*Task statement*: Below are entries to examine: work out how many lines contain the word "found", and give only that number.

*Collected data*:
▼

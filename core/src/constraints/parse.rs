//! Lexer and recursive-descent parser for constraint expressions.
//!
//! Precedence, lowest first: `? :`, `||`, `&&`, relations (including `in`),
//! `+ -`, `* / %`, unary `! -`, then member access, calls and indexing.

use super::eval::Value;

#[derive(Debug, Clone, PartialEq)]
pub(crate) enum Expr {
    Lit(Value),
    Ident(String),
    List(Vec<Expr>),
    Not(Box<Expr>),
    Neg(Box<Expr>),
    Binary(BinOp, Box<Expr>, Box<Expr>),
    Cond(Box<Expr>, Box<Expr>, Box<Expr>),
    /// Global function call such as `size(x)` or `int(x)`.
    Call(String, Vec<Expr>),
    /// Receiver-style call such as `name.startsWith("a")`.
    Method(Box<Expr>, String, Vec<Expr>),
    Index(Box<Expr>, Box<Expr>),
    Macro {
        kind: MacroKind,
        target: Box<Expr>,
        var: String,
        body: Box<Expr>,
    },
}

#[derive(Debug, Clone, Copy, PartialEq, Eq)]
pub(crate) enum BinOp {
    Or,
    And,
    Eq,
    Ne,
    Lt,
    Le,
    Gt,
    Ge,
    In,
    Add,
    Sub,
    Mul,
    Div,
    Rem,
}

#[derive(Debug, Clone, Copy, PartialEq, Eq)]
pub(crate) enum MacroKind {
    Exists,
    All,
    ExistsOne,
}

impl MacroKind {
    fn from_name(name: &str) -> Option<Self> {
        match name {
            "exists" => Some(MacroKind::Exists),
            "all" => Some(MacroKind::All),
            "exists_one" => Some(MacroKind::ExistsOne),
            _ => None,
        }
    }
}

#[derive(Debug, Clone, PartialEq)]
enum Tok {
    Int(i64),
    Double(f64),
    Str(String),
    Ident(String),
    Op(&'static str),
}

const OPERATORS: &[&str] = &[
    "||", "&&", "==", "!=", "<=", ">=", "<", ">", "!", "+", "-", "*", "/", "%", "?", ":", "(",
    ")", "[", "]", ",", ".",
];

fn lex(src: &str) -> Result<Vec<Tok>, String> {
    let chars: Vec<char> = src.chars().collect();
    let mut toks = Vec::new();
    let mut i = 0;
    while i < chars.len() {
        let c = chars[i];
        if c.is_whitespace() {
            i += 1;
            continue;
        }
        if c.is_ascii_digit() {
            let start = i;
            while i < chars.len() && chars[i].is_ascii_digit() {
                i += 1;
            }
            let mut is_double = false;
            if i + 1 < chars.len() && chars[i] == '.' && chars[i + 1].is_ascii_digit() {
                is_double = true;
                i += 1;
                while i < chars.len() && chars[i].is_ascii_digit() {
                    i += 1;
                }
            }
            if i < chars.len() && (chars[i] == 'e' || chars[i] == 'E') {
                is_double = true;
                i += 1;
                if i < chars.len() && (chars[i] == '+' || chars[i] == '-') {
                    i += 1;
                }
                while i < chars.len() && chars[i].is_ascii_digit() {
                    i += 1;
                }
            }
            let text: String = chars[start..i].iter().collect();
            if is_double {
                let n = text
                    .parse::<f64>()
                    .map_err(|_| format!("invalid number literal {text}"))?;
                toks.push(Tok::Double(n));
            } else {
                let n = text
                    .parse::<i64>()
                    .map_err(|_| format!("integer literal {text} out of range"))?;
                toks.push(Tok::Int(n));
            }
            continue;
        }
        if c == '"' || c == '\'' {
            let (s, next) = lex_string(&chars, i)?;
            toks.push(Tok::Str(s));
            i = next;
            continue;
        }
        if c.is_alphabetic() || c == '_' {
            let start = i;
            while i < chars.len() && (chars[i].is_alphanumeric() || chars[i] == '_') {
                i += 1;
            }
            toks.push(Tok::Ident(chars[start..i].iter().collect()));
            continue;
        }
        let rest: String = chars[i..chars.len().min(i + 2)].iter().collect();
        match OPERATORS.iter().find(|op| rest.starts_with(**op)) {
            Some(op) => {
                toks.push(Tok::Op(*op));
                i += op.len();
            }
            None => return Err(format!("unexpected character {c:?}")),
        }
    }
    Ok(toks)
}

fn lex_string(chars: &[char], start: usize) -> Result<(String, usize), String> {
    let quote = chars[start];
    let mut out = String::new();
    let mut i = start + 1;
    while i < chars.len() {
        match chars[i] {
            '\\' => {
                let Some(&escaped) = chars.get(i + 1) else {
                    break;
                };
                out.push(match escaped {
                    'n' => '\n',
                    't' => '\t',
                    'r' => '\r',
                    '0' => '\0',
                    other => other,
                });
                i += 2;
            }
            c if c == quote => return Ok((out, i + 1)),
            c => {
                out.push(c);
                i += 1;
            }
        }
    }
    Err("unterminated string literal".to_string())
}

pub(crate) fn parse(src: &str) -> Result<Expr, String> {
    let toks = lex(src)?;
    if toks.is_empty() {
        return Err("empty expression".to_string());
    }
    let mut parser = Parser { toks, pos: 0 };
    let expr = parser.conditional()?;
    match parser.peek() {
        None => Ok(expr),
        Some(tok) => Err(format!("unexpected {} after expression", describe(tok))),
    }
}

fn describe(tok: &Tok) -> String {
    match tok {
        Tok::Int(n) => n.to_string(),
        Tok::Double(n) => n.to_string(),
        Tok::Str(s) => format!("{s:?}"),
        Tok::Ident(s) => s.clone(),
        Tok::Op(op) => format!("'{op}'"),
    }
}

struct Parser {
    toks: Vec<Tok>,
    pos: usize,
}

impl Parser {
    fn peek(&self) -> Option<&Tok> {
        self.toks.get(self.pos)
    }

    fn next(&mut self) -> Option<Tok> {
        let tok = self.toks.get(self.pos).cloned();
        self.pos += 1;
        tok
    }

    fn eat_op(&mut self, op: &str) -> bool {
        if matches!(self.peek(), Some(Tok::Op(o)) if *o == op) {
            self.pos += 1;
            true
        } else {
            false
        }
    }

    fn expect_op(&mut self, op: &str) -> Result<(), String> {
        if self.eat_op(op) {
            return Ok(());
        }
        match self.peek() {
            Some(tok) => Err(format!("expected '{op}', found {}", describe(tok))),
            None => Err(format!("expected '{op}', found end of expression")),
        }
    }

    fn conditional(&mut self) -> Result<Expr, String> {
        let cond = self.or()?;
        if !self.eat_op("?") {
            return Ok(cond);
        }
        let then = self.conditional()?;
        self.expect_op(":")?;
        let otherwise = self.conditional()?;
        Ok(Expr::Cond(Box::new(cond), Box::new(then), Box::new(otherwise)))
    }

    fn or(&mut self) -> Result<Expr, String> {
        let mut lhs = self.and()?;
        while self.eat_op("||") {
            let rhs = self.and()?;
            lhs = Expr::Binary(BinOp::Or, Box::new(lhs), Box::new(rhs));
        }
        Ok(lhs)
    }

    fn and(&mut self) -> Result<Expr, String> {
        let mut lhs = self.relation()?;
        while self.eat_op("&&") {
            let rhs = self.relation()?;
            lhs = Expr::Binary(BinOp::And, Box::new(lhs), Box::new(rhs));
        }
        Ok(lhs)
    }

    fn relation(&mut self) -> Result<Expr, String> {
        let mut lhs = self.additive()?;
        loop {
            let op = match self.peek() {
                Some(Tok::Op("==")) => BinOp::Eq,
                Some(Tok::Op("!=")) => BinOp::Ne,
                Some(Tok::Op("<")) => BinOp::Lt,
                Some(Tok::Op("<=")) => BinOp::Le,
                Some(Tok::Op(">")) => BinOp::Gt,
                Some(Tok::Op(">=")) => BinOp::Ge,
                Some(Tok::Ident(word)) if word == "in" => BinOp::In,
                _ => return Ok(lhs),
            };
            self.pos += 1;
            let rhs = self.additive()?;
            lhs = Expr::Binary(op, Box::new(lhs), Box::new(rhs));
        }
    }

    fn additive(&mut self) -> Result<Expr, String> {
        let mut lhs = self.multiplicative()?;
        loop {
            let op = match self.peek() {
                Some(Tok::Op("+")) => BinOp::Add,
                Some(Tok::Op("-")) => BinOp::Sub,
                _ => return Ok(lhs),
            };
            self.pos += 1;
            let rhs = self.multiplicative()?;
            lhs = Expr::Binary(op, Box::new(lhs), Box::new(rhs));
        }
    }

    fn multiplicative(&mut self) -> Result<Expr, String> {
        let mut lhs = self.unary()?;
        loop {
            let op = match self.peek() {
                Some(Tok::Op("*")) => BinOp::Mul,
                Some(Tok::Op("/")) => BinOp::Div,
                Some(Tok::Op("%")) => BinOp::Rem,
                _ => return Ok(lhs),
            };
            self.pos += 1;
            let rhs = self.unary()?;
            lhs = Expr::Binary(op, Box::new(lhs), Box::new(rhs));
        }
    }

    fn unary(&mut self) -> Result<Expr, String> {
        if self.eat_op("!") {
            return Ok(Expr::Not(Box::new(self.unary()?)));
        }
        if self.eat_op("-") {
            return Ok(match self.unary()? {
                Expr::Lit(Value::Int(n)) => Expr::Lit(Value::Int(-n)),
                Expr::Lit(Value::Double(n)) => Expr::Lit(Value::Double(-n)),
                other => Expr::Neg(Box::new(other)),
            });
        }
        self.member()
    }

    fn member(&mut self) -> Result<Expr, String> {
        let mut expr = self.primary()?;
        loop {
            if self.eat_op(".") {
                let name = match self.next() {
                    Some(Tok::Ident(name)) => name,
                    Some(tok) => return Err(format!("expected method name, found {}", describe(&tok))),
                    None => return Err("expected method name after '.'".to_string()),
                };
                if !self.eat_op("(") {
                    return Err(format!("field selection .{name} is not supported"));
                }
                let args = self.arguments()?;
                expr = match MacroKind::from_name(&name) {
                    Some(kind) => into_macro(kind, expr, args)?,
                    None => Expr::Method(Box::new(expr), name, args),
                };
            } else if self.eat_op("[") {
                let index = self.conditional()?;
                self.expect_op("]")?;
                expr = Expr::Index(Box::new(expr), Box::new(index));
            } else {
                return Ok(expr);
            }
        }
    }

    /// Parses a comma separated argument list after the opening `(`.
    fn arguments(&mut self) -> Result<Vec<Expr>, String> {
        let mut args = Vec::new();
        if self.eat_op(")") {
            return Ok(args);
        }
        loop {
            args.push(self.conditional()?);
            if self.eat_op(")") {
                return Ok(args);
            }
            self.expect_op(",")?;
        }
    }

    fn primary(&mut self) -> Result<Expr, String> {
        match self.next() {
            Some(Tok::Int(n)) => Ok(Expr::Lit(Value::Int(n))),
            Some(Tok::Double(n)) => Ok(Expr::Lit(Value::Double(n))),
            Some(Tok::Str(s)) => Ok(Expr::Lit(Value::String(s))),
            Some(Tok::Ident(word)) => match word.as_str() {
                "true" => Ok(Expr::Lit(Value::Bool(true))),
                "false" => Ok(Expr::Lit(Value::Bool(false))),
                "null" => Ok(Expr::Lit(Value::Null)),
                "in" => Err("unexpected 'in'".to_string()),
                _ => {
                    if self.eat_op("(") {
                        Ok(Expr::Call(word, self.arguments()?))
                    } else {
                        Ok(Expr::Ident(word))
                    }
                }
            },
            Some(Tok::Op("(")) => {
                let inner = self.conditional()?;
                self.expect_op(")")?;
                Ok(inner)
            }
            Some(Tok::Op("[")) => {
                let mut items = Vec::new();
                if self.eat_op("]") {
                    return Ok(Expr::List(items));
                }
                loop {
                    items.push(self.conditional()?);
                    if self.eat_op("]") {
                        return Ok(Expr::List(items));
                    }
                    self.expect_op(",")?;
                }
            }
            Some(tok) => Err(format!("unexpected {}", describe(&tok))),
            None => Err("unexpected end of expression".to_string()),
        }
    }
}

fn into_macro(kind: MacroKind, target: Expr, mut args: Vec<Expr>) -> Result<Expr, String> {
    if args.len() != 2 {
        return Err(format!(
            "macro {kind:?} expects a variable and a predicate, got {} arguments",
            args.len()
        ));
    }
    let body = args.pop().map(Box::new);
    let var = args.pop();
    match (var, body) {
        (Some(Expr::Ident(var)), Some(body)) => Ok(Expr::Macro {
            kind,
            target: Box::new(target),
            var,
            body,
        }),
        _ => Err("macro variable must be a simple identifier".to_string()),
    }
}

▲

*Written solution*: 3